There had been a deterioration in safety for pilgrims in the Holy Land since the emergence of the Seljuk Turks, who had conquered the Levant from the Fatimids.
In contrast to the Seljuk’s more aggresive stance, many of the early caliphs who had ruled over Jerusalem were surprisingly tolerant of Christians flooding in to the holy places – as they were people of the book and, at the risk of being vulgar, there was a fast buck to be made out of this medieval form of tourism.
The First Crusade saw Jerusalem fall to Christian forces from the west but this did not mean that pilgrims now had a trouble free journey to the city. Crime was a serious threat with many losing their lives to robbers.
By 1119, things had got so dangerous with bandits and thieves pouncing on passing groups of pilgrims that the Knights Templar were ostensibly set up as protection for them. Well, that’s the official reason for the Order being set up. Whether the Knights had a wider agenda from the outset is a matter of ongoing debate.

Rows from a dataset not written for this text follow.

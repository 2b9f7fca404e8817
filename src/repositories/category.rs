use uuid::Uuid;

use super::Repo;
use crate::models::category::{BILLBOARD, Category};
use crate::models::pagination::{Page, Pagination};
use crate::persistence::{Optional, QueryOption, RepoError};

#[derive(Clone)]
pub struct CategoryRepository {
    repo: Repo<Category>,
}

impl CategoryRepository {
    pub fn new(repo: Repo<Category>) -> Self {
        Self { repo }
    }

    pub async fn create(&self, category: &Category) -> Result<(), RepoError> {
        self.repo.create(category).await
    }

    /// Finds a category with its billboard preloaded.
    pub async fn find_by_id(&self, id: Uuid) -> Result<Option<Category>, RepoError> {
        self.repo
            .find_one(&[QueryOption::eq("id", id), QueryOption::Preload(BILLBOARD)])
            .await
            .optional()
    }

    pub async fn paged_list(
        &self,
        store_id: Uuid,
        pagination: Pagination,
        name: Option<&str>,
        billboard_id: Option<Uuid>,
    ) -> Result<Page<Category>, RepoError> {
        let mut options = vec![
            QueryOption::eq("store_id", store_id),
            QueryOption::Preload(BILLBOARD),
        ];
        if let Some(name) = name {
            options.push(QueryOption::like("name", name));
        }
        if let Some(billboard_id) = billboard_id {
            options.push(QueryOption::eq("billboard_id", billboard_id));
        }
        options.push(QueryOption::newest_first());

        self.repo.paginate(pagination, &options).await
    }

    pub async fn update(&self, category: &Category) -> Result<(), RepoError> {
        self.repo.update(category).await
    }

    pub async fn delete(&self, id: Uuid) -> Result<(), RepoError> {
        self.repo.delete(id).await
    }
}
use uuid::Uuid;

use super::Repo;
use crate::models::store::Store;
use crate::persistence::{Optional, QueryOption, RepoError};

#[derive(Clone)]
pub struct StoreRepository {
    repo: Repo<Store>,
}

impl StoreRepository {
    pub fn new(repo: Repo<Store>) -> Self {
        Self { repo }
    }

    pub async fn create(&self, store: &Store) -> Result<(), RepoError> {
        self.repo.create(store).await
    }

    pub async fn find_by_id(&self, id: Uuid) -> Result<Option<Store>, RepoError> {
        self.repo.find_by_id(id).await.optional()
    }

    /// The user's oldest store.
    pub async fn find_first_by_user(&self, user_id: Uuid) -> Result<Option<Store>, RepoError> {
        self.repo
            .find_one(&[
                QueryOption::eq("user_id", user_id),
                QueryOption::oldest_first(),
            ])
            .await
            .optional()
    }

    pub async fn find_all_by_user(&self, user_id: Uuid) -> Result<Vec<Store>, RepoError> {
        self.repo
            .find_all(&[
                QueryOption::eq("user_id", user_id),
                QueryOption::oldest_first(),
            ])
            .await
    }

    pub async fn update(&self, store: &Store) -> Result<(), RepoError> {
        self.repo.update(store).await
    }

    pub async fn delete(&self, id: Uuid) -> Result<(), RepoError> {
        self.repo.delete(id).await
    }
}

The group seems to have grown as an Order pretty rapidly and barely a decade later were getting a papal thumbs up from Honorius. This included the sanction to wear a white mantle – to which a later pope, Eugenius, would permit the red, eight pointed cross, to be emblazoned.
The Templars were to be answerable only to the Pope and enjoyed a measure of self-government that was sooner or later going to irritate the hell out of the feudal aristocracy. Nobody likes a parallel power structure on their patch.
Honorius II was elected pope on the death of Callistus II and got the top job largely as a result of being backed by the powerful Frangipani clan in Rome – who were opposed by the equally powerful Leoni. The latter had quickly stuck a cardinal on the throne as Celestine II when Roberto Frangipani stormed in and removed him – putting the Cardinal of Ostia in his place, who became Honorius II.
This was an example of the unseemly politics that surrounded pope making for centuries – with aristocratic factions or rival monarchs pushing their favoured candidates. Honorius not only gave the green light to the Templars but also gave papal approval to the Premonstratensian Order.